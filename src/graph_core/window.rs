//! Trailing window of accepted records with front eviction

use super::types::PostRecord;
use std::collections::VecDeque;

/// Ordered buffer of recently accepted records
///
/// On every push the front is evicted while the newest record is more than
/// `window_secs` ahead of the oldest one AND strictly newer than it. The
/// second half of the guard means a record arriving with an older-or-equal
/// timestamp than the current front never evicts anything, however large
/// the raw difference — the window only moves when time moves forward.
/// That gap under non-monotonic timestamps is the documented contract, not
/// an oversight.
#[derive(Debug)]
pub struct SlidingWindow {
    records: VecDeque<PostRecord>,
    window_secs: i64,
}

impl SlidingWindow {
    pub fn new(window_secs: i64) -> Self {
        Self {
            records: VecDeque::new(),
            window_secs,
        }
    }

    /// Append a record, then evict stale records from the front
    pub fn push(&mut self, record: PostRecord) {
        self.records.push_back(record);

        while self.records.len() >= 2 {
            let newest = self.records.back().map(PostRecord::epoch_secs).unwrap_or(0);
            let oldest = self.records.front().map(PostRecord::epoch_secs).unwrap_or(0);

            if newest - oldest > self.window_secs && newest > oldest {
                self.records.pop_front();
            } else {
                break;
            }
        }
    }

    pub fn len(&self) -> usize {
        self.records.len()
    }

    pub fn is_empty(&self) -> bool {
        self.records.is_empty()
    }

    /// Records currently retained, oldest first
    pub fn iter(&self) -> impl Iterator<Item = &PostRecord> {
        self.records.iter()
    }
}
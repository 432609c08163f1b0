//! Append-only writer for the average degree stream

use std::fs::{File, OpenOptions};
use std::io::{BufWriter, Write};
use std::path::{Path, PathBuf};

/// Writes one fixed-point average per accepted record to the target file
///
/// The file is opened in append mode so successive runs extend it rather
/// than truncating. Each line is flushed as it is written; `Drop` flushes
/// once more for whatever the buffer still holds.
pub struct AverageDegreeWriter {
    file: BufWriter<File>,
    path: PathBuf,
}

impl AverageDegreeWriter {
    pub fn new(path: impl AsRef<Path>) -> std::io::Result<Self> {
        let path = path.as_ref();

        if let Some(parent) = path.parent() {
            if !parent.as_os_str().is_empty() {
                std::fs::create_dir_all(parent)?;
            }
        }

        let file = OpenOptions::new().create(true).append(true).open(path)?;

        log::info!("📝 Writing average degrees to: {}", path.display());

        Ok(Self {
            file: BufWriter::new(file),
            path: path.to_path_buf(),
        })
    }

    /// Append one average as a two-decimal line
    pub fn write_average(&mut self, average: f64) -> std::io::Result<()> {
        writeln!(self.file, "{:.2}", average)?;
        self.file.flush()
    }

    pub fn flush(&mut self) -> std::io::Result<()> {
        self.file.flush()
    }

    pub fn path(&self) -> &Path {
        &self.path
    }
}

impl Drop for AverageDegreeWriter {
    fn drop(&mut self) {
        let _ = self.file.flush();
    }
}
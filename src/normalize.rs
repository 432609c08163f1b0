//! Raw tweet normalization into the degree stream's line format

use regex::Regex;
use serde::Deserialize;

/// Fields of a raw tweet line we care about; everything else is ignored.
/// Rate-limit notices and partial records simply decode with `None`s.
#[derive(Debug, Deserialize)]
struct RawTweet {
    created_at: Option<String>,
    text: Option<String>,
}

/// Converts raw tweet JSON lines into normalized post lines
///
/// Output lines have the form `<clean text> (timestamp: <created_at>) `
/// where the text is ASCII-only with whitespace runs collapsed and
/// backslash escapes removed. Tweets whose text contained non-ASCII
/// characters are counted so the run can report them at the end.
pub struct TweetNormalizer {
    whitespace: Regex,
    escapes: Regex,
    unicode_tweets: usize,
}

impl TweetNormalizer {
    pub fn new() -> Self {
        Self {
            whitespace: Regex::new(r"\s+").expect("whitespace pattern is valid"),
            escapes: Regex::new(r"\\+(.)").expect("escape pattern is valid"),
            unicode_tweets: 0,
        }
    }

    /// Normalize one raw line, or `None` when it carries no usable tweet
    pub fn normalize_line(&mut self, line: &str) -> Option<String> {
        let raw: RawTweet = serde_json::from_str(line).ok()?;
        let created_at = raw.created_at?;
        let text = raw.text?;

        let clean = self.clean_text(&text);
        Some(format!("{} (timestamp: {}) ", clean, created_at))
    }

    fn clean_text(&mut self, text: &str) -> String {
        let ascii: String = if text.is_ascii() {
            text.to_string()
        } else {
            self.unicode_tweets += 1;
            text.chars().filter(char::is_ascii).collect()
        };

        let collapsed = self.whitespace.replace_all(&ascii, " ");
        self.escapes.replace_all(&collapsed, "$1").into_owned()
    }

    /// How many tweets contained non-ASCII characters so far
    pub fn unicode_tweets(&self) -> usize {
        self.unicode_tweets
    }

    /// Trailing summary line appended after the input is exhausted
    pub fn summary(&self) -> String {
        format!("\n {} tweet(s) contained unicode", self.unicode_tweets)
    }
}

impl Default for TweetNormalizer {
    fn default() -> Self {
        Self::new()
    }
}
//! Raw post timestamp parsing to epoch seconds

use chrono::{Local, NaiveDateTime, ParseError, TimeZone};
use regex::Regex;

/// Format of the raw timestamp after the offset token is removed,
/// e.g. `Mon Mar 28 18:40:00 2016`
const DATE_FORMAT: &str = "%a %b %d %H:%M:%S %Y";

/// Parses raw post timestamps into epoch seconds
///
/// Feeds carry a numeric `+`/`-` offset token either before the year
/// (Twitter's `created_at`) or trailing. The offset is structurally present
/// but not applied: it is stripped and the remainder is parsed as a naive
/// local datetime.
pub struct TimestampParser {
    offset: Regex,
}

impl TimestampParser {
    pub fn new() -> Self {
        Self {
            offset: Regex::new(r"[+-][0-9]+").expect("offset pattern is valid"),
        }
    }

    /// Parse a raw timestamp string, returning epoch seconds
    pub fn parse(&self, raw: &str) -> Result<i64, ParseError> {
        let stripped = self.offset.replace_all(raw, "");
        let naive = NaiveDateTime::parse_from_str(stripped.trim(), DATE_FORMAT)?;

        let epoch = Local
            .from_local_datetime(&naive)
            .earliest()
            .map(|dt| dt.timestamp())
            .unwrap_or_else(|| naive.and_utc().timestamp());

        Ok(epoch)
    }
}

impl Default for TimestampParser {
    fn default() -> Self {
        Self::new()
    }
}
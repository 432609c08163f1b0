//! Degree Stream Driver
//!
//! Reads normalized post lines from a source file and appends the rolling
//! average vertex degree of the hashtag co-occurrence graph to a target
//! file, one value per accepted post.
//!
//! ## Usage
//!
//! ```bash
//! cargo run --release -- /path/to/source/file /path/to/target/file
//! ```
//!
//! ## Environment Variables
//!
//! - WINDOW_SECS - Trailing window length in seconds (default: 60)
//! - RUST_LOG - Logging level (optional, default: info)

use std::env;
use std::fs::File;
use std::io::{BufRead, BufReader};
use std::process;

use tagflow::config::Config;
use tagflow::graph_core::{AverageDegreeWriter, DegreePipeline};

fn usage(program: &str) {
    println!("Usage:");
    println!("\t{} /path/to/source/file /path/to/target/file", program);
}

fn main() -> std::io::Result<()> {
    env_logger::Builder::from_env(env_logger::Env::default().default_filter_or("info"))
        .target(env_logger::Target::Stderr)
        .init();

    dotenv::dotenv().ok();

    let args: Vec<String> = env::args().collect();
    let program = args.first().map(String::as_str).unwrap_or("tagflow");

    let (source, target) = match (args.get(1), args.get(2)) {
        (Some(source), Some(target)) => (source.clone(), target.clone()),
        _ => {
            println!("Need a source file and a target file to do my work");
            usage(program);
            process::exit(0);
        }
    };

    let source_file = match File::open(&source) {
        Ok(file) => file,
        Err(e) => {
            println!("Could not open source file {}: {}", source, e);
            usage(program);
            process::exit(0);
        }
    };

    let config = Config::from_env();

    log::info!("🚀 Starting degree stream");
    log::info!("   Source: {}", source);
    log::info!("   Target: {}", target);
    log::info!("   Window: {}s", config.window_secs);

    let mut pipeline = DegreePipeline::new(config.window_secs);
    let mut writer = AverageDegreeWriter::new(&target)?;

    let mut lines_read = 0usize;
    let mut emitted = 0usize;

    for line in BufReader::new(source_file).lines() {
        let line = match line {
            Ok(line) => line,
            Err(e) => {
                log::warn!("Skipping unreadable line: {}", e);
                continue;
            }
        };

        lines_read += 1;

        if let Some(average) = pipeline.process_line(&line) {
            writer.write_average(average)?;
            emitted += 1;
        }
    }

    writer.flush()?;

    log::info!(
        "✅ Processed {} lines, emitted {} averages ({} vertices tracked, {} posts in window)",
        lines_read,
        emitted,
        pipeline.vertex_count(),
        pipeline.window_len()
    );

    Ok(())
}
use std::env;

/// Configuration loaded from environment variables
pub struct Config {
    /// Trailing window length in seconds for the co-occurrence graph
    pub window_secs: i64,
}

impl Config {
    /// Load configuration from environment variables
    ///
    /// WINDOW_SECS overrides the trailing window length (default: 60).
    pub fn from_env() -> Self {
        let window_secs = env::var("WINDOW_SECS")
            .ok()
            .and_then(|s| s.parse().ok())
            .unwrap_or(60);

        Self { window_secs }
    }
}

impl Default for Config {
    fn default() -> Self {
        Self { window_secs: 60 }
    }
}
//! Edge set derivation from the current window

use super::types::TagPair;
use super::window::SlidingWindow;
use std::collections::HashSet;

/// Builds the deduplicated edge set of the windowed graph
///
/// The edge set is ephemeral: it is rebuilt from scratch from every record
/// still in the window each time a record is accepted. A pair that
/// co-occurs in several retained records contributes a single edge.
pub struct EdgeSetBuilder;

impl EdgeSetBuilder {
    pub fn new() -> Self {
        Self
    }

    pub fn build(&self, window: &SlidingWindow) -> HashSet<TagPair> {
        window
            .iter()
            .flat_map(|record| record.edges.iter().cloned())
            .collect()
    }
}

impl Default for EdgeSetBuilder {
    fn default() -> Self {
        Self::new()
    }
}
//! Tensor operations
//!
//! Elementwise arithmetic with broadcasting and the rank-dispatched `dot`
//! contraction. The operator methods live on `Tensor` itself; this module
//! also exposes the parametrized [`apply`] routine backing them.

mod binary;
mod matmul;

pub use binary::{apply, BinaryOp};
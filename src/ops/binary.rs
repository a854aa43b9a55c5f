//! Elementwise binary operations with broadcasting
//!
//! One parametrized apply routine backs the four arithmetic operators. It
//! takes a fast identical-shape path (plain linear zip over the flat
//! buffers) or a generalized strided broadcast loop when the shapes differ.

use crate::element::Element;
use crate::error::{Error, Result};
use crate::tensor::{broadcast_shapes, Layout, Shape, Strides, Tensor};

/// Minimum element count before the fast path fans out to rayon
#[cfg(feature = "rayon")]
const PAR_THRESHOLD: usize = 4096;

/// Binary operation kind
#[derive(Copy, Clone, Debug, PartialEq, Eq)]
pub enum BinaryOp {
    /// Addition: a + b
    Add,
    /// Subtraction: a - b
    Sub,
    /// Multiplication: a * b
    Mul,
    /// Division: a / b
    Div,
}

impl BinaryOp {
    /// Apply the operation to a pair of elements
    ///
    /// Division by zero and other numeric faults follow `T`'s own semantics;
    /// nothing is trapped at this layer.
    #[inline]
    pub fn eval<T: Element>(self, a: T, b: T) -> T {
        match self {
            BinaryOp::Add => a + b,
            BinaryOp::Sub => a - b,
            BinaryOp::Mul => a * b,
            BinaryOp::Div => a / b,
        }
    }
}

/// Broadcasting-aware elementwise apply
///
/// Identical shapes run as a linear scan with no index decoding. Differing
/// shapes are resolved per right-aligned broadcasting; incompatible shapes
/// yield [`Error::BroadcastIncompatible`] carrying both originals.
pub fn apply<T: Element>(op: BinaryOp, a: &Tensor<T>, b: &Tensor<T>) -> Result<Tensor<T>> {
    if a.shape() == b.shape() {
        return apply_contiguous(op, a, b);
    }

    let out_shape =
        broadcast_shapes(a.shape(), b.shape()).ok_or_else(|| Error::broadcast(a.shape(), b.shape()))?;
    apply_strided(op, a, b, &out_shape)
}

/// Fast path: identical shapes, index-for-index over the flat buffers
fn apply_contiguous<T: Element>(op: BinaryOp, a: &Tensor<T>, b: &Tensor<T>) -> Result<Tensor<T>> {
    // Consistency check; unreachable given correct construction
    let expected = a.numel();
    if b.numel() != expected {
        return Err(Error::SizeMismatch {
            len: b.numel(),
            expected,
        });
    }
    if !a.shape().is_empty() && a.layout().elem_count() != expected {
        return Err(Error::SizeMismatch {
            len: expected,
            expected: a.layout().elem_count(),
        });
    }

    let data = zip_buffers(op, a.data(), b.data());
    Ok(Tensor::from_parts(data, a.layout().clone()))
}

#[cfg(feature = "rayon")]
fn zip_buffers<T: Element>(op: BinaryOp, a: &[T], b: &[T]) -> Vec<T> {
    use rayon::prelude::*;

    if a.len() >= PAR_THRESHOLD {
        a.par_iter()
            .zip(b.par_iter())
            .map(|(&x, &y)| op.eval(x, y))
            .collect()
    } else {
        a.iter().zip(b.iter()).map(|(&x, &y)| op.eval(x, y)).collect()
    }
}

#[cfg(not(feature = "rayon"))]
fn zip_buffers<T: Element>(op: BinaryOp, a: &[T], b: &[T]) -> Vec<T> {
    a.iter().zip(b.iter()).map(|(&x, &y)| op.eval(x, y)).collect()
}

/// General path: aligned, stride-aware broadcast loop
///
/// Each operand's shape and strides are right-aligned and padded to the
/// output rank (missing dimensions: size 1, stride 0). While iterating, a
/// dimension contributes an operand's real stride only when that operand's
/// aligned size there is not 1; broadcast dimensions contribute zero offset.
/// Flat output indices are decoded into multi-indices through per-dimension
/// suffix-product multipliers.
pub(crate) fn apply_strided<T: Element>(
    op: BinaryOp,
    a: &Tensor<T>,
    b: &Tensor<T>,
    out_shape: &[usize],
) -> Result<Tensor<T>> {
    let layout = Layout::contiguous(out_shape);
    let total = layout.elem_count();

    if total == 0 {
        return Ok(Tensor::from_parts(Vec::new(), layout));
    }
    // A degenerate operand cannot supply values; unreachable via public ctors
    if a.numel() == 0 || b.numel() == 0 {
        return Err(Error::SizeMismatch {
            len: a.numel().min(b.numel()),
            expected: 1,
        });
    }

    let nd = out_shape.len();
    let (a_sizes, a_strides) = align_right(a.shape(), a.strides(), nd);
    let (b_sizes, b_strides) = align_right(b.shape(), b.strides(), nd);

    // multipliers[d] = product of out_shape[d+1..]; decodes flat -> multi-index
    let mut multipliers = vec![1usize; nd];
    for d in (0..nd.saturating_sub(1)).rev() {
        multipliers[d] = multipliers[d + 1] * out_shape[d + 1];
    }

    let a_buf = a.data();
    let b_buf = b.data();
    let mut out = Vec::with_capacity(total);
    for flat in 0..total {
        let mut rem = flat;
        let mut offset_a = 0usize;
        let mut offset_b = 0usize;
        for d in 0..nd {
            let idx = rem / multipliers[d];
            rem %= multipliers[d];
            if a_sizes[d] != 1 {
                offset_a += idx * a_strides[d];
            }
            if b_sizes[d] != 1 {
                offset_b += idx * b_strides[d];
            }
        }
        out.push(op.eval(a_buf[offset_a], b_buf[offset_b]));
    }

    Ok(Tensor::from_parts(out, layout))
}

/// Right-align a shape/stride pair to rank `nd`, padding with size 1 / stride 0
fn align_right(shape: &[usize], strides: &[usize], nd: usize) -> (Shape, Strides) {
    let pad = nd - shape.len();
    let mut sizes = Shape::with_capacity(nd);
    let mut steps = Strides::with_capacity(nd);
    for _ in 0..pad {
        sizes.push(1);
        steps.push(0);
    }
    for (&s, &st) in shape.iter().zip(strides.iter()) {
        sizes.push(s);
        steps.push(st);
    }
    (sizes, steps)
}

impl<T: Element> Tensor<T> {
    /// Elementwise addition with broadcasting
    pub fn add(&self, other: &Self) -> Result<Self> {
        apply(BinaryOp::Add, self, other)
    }

    /// Elementwise subtraction with broadcasting
    pub fn sub(&self, other: &Self) -> Result<Self> {
        apply(BinaryOp::Sub, self, other)
    }

    /// Elementwise multiplication with broadcasting
    pub fn mul(&self, other: &Self) -> Result<Self> {
        apply(BinaryOp::Mul, self, other)
    }

    /// Elementwise division with broadcasting
    ///
    /// Division by zero follows the element type's semantics (infinities for
    /// floats; panic for the integer primitives).
    pub fn div(&self, other: &Self) -> Result<Self> {
        apply(BinaryOp::Div, self, other)
    }
}

macro_rules! impl_binary_operator {
    ($trait:ident, $method:ident, $op:expr, $msg:literal) => {
        impl<T: Element> std::ops::$trait<&Tensor<T>> for &Tensor<T> {
            type Output = Tensor<T>;

            fn $method(self, rhs: &Tensor<T>) -> Tensor<T> {
                apply($op, self, rhs).expect($msg)
            }
        }
    };
}

impl_binary_operator!(Add, add, BinaryOp::Add, "tensor addition failed");
impl_binary_operator!(Sub, sub, BinaryOp::Sub, "tensor subtraction failed");
impl_binary_operator!(Mul, mul, BinaryOp::Mul, "tensor multiplication failed");
impl_binary_operator!(Div, div, BinaryOp::Div, "tensor division failed");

§ §

● Exercise requirements: Each line in the entries above, starting at the line with "#[derive(Copy, Clone, Debug, PartialEq, Eq)]" and ending at the line with "if b.numel() != expected", is to be printed exactly, and only those lines.

● Task solution:
#[derive(Copy, Clone, Debug, PartialEq, Eq)]
pub enum BinaryOp {
    /// Addition: a + b
    Add,
    /// Subtraction: a - b
    Sub,
    /// Multiplication: a * b
    Mul,
    /// Division: a / b
    Div,
}

impl BinaryOp {
    /// Apply the operation to a pair of elements
    ///
    /// Division by zero and other numeric faults follow `T`'s own semantics;
    /// nothing is trapped at this layer.
    #[inline]
    pub fn eval<T: Element>(self, a: T, b: T) -> T {
        match self {
            BinaryOp::Add => a + b,
            BinaryOp::Sub => a - b,
            BinaryOp::Mul => a * b,
            BinaryOp::Div => a / b,
        }
    }
}

/// Broadcasting-aware elementwise apply
///
/// Identical shapes run as a linear scan with no index decoding. Differing
/// shapes are resolved per right-aligned broadcasting; incompatible shapes
/// yield [`Error::BroadcastIncompatible`] carrying both originals.
pub fn apply<T: Element>(op: BinaryOp, a: &Tensor<T>, b: &Tensor<T>) -> Result<Tensor<T>> {
    if a.shape() == b.shape() {
        return apply_contiguous(op, a, b);
    }

    let out_shape =
        broadcast_shapes(a.shape(), b.shape()).ok_or_else(|| Error::broadcast(a.shape(), b.shape()))?;
    apply_strided(op, a, b, &out_shape)
}

/// Fast path: identical shapes, index-for-index over the flat buffers
fn apply_contiguous<T: Element>(op: BinaryOp, a: &Tensor<T>, b: &Tensor<T>) -> Result<Tensor<T>> {
    // Consistency check; unreachable given correct construction
    let expected = a.numel();
    if b.numel() != expected {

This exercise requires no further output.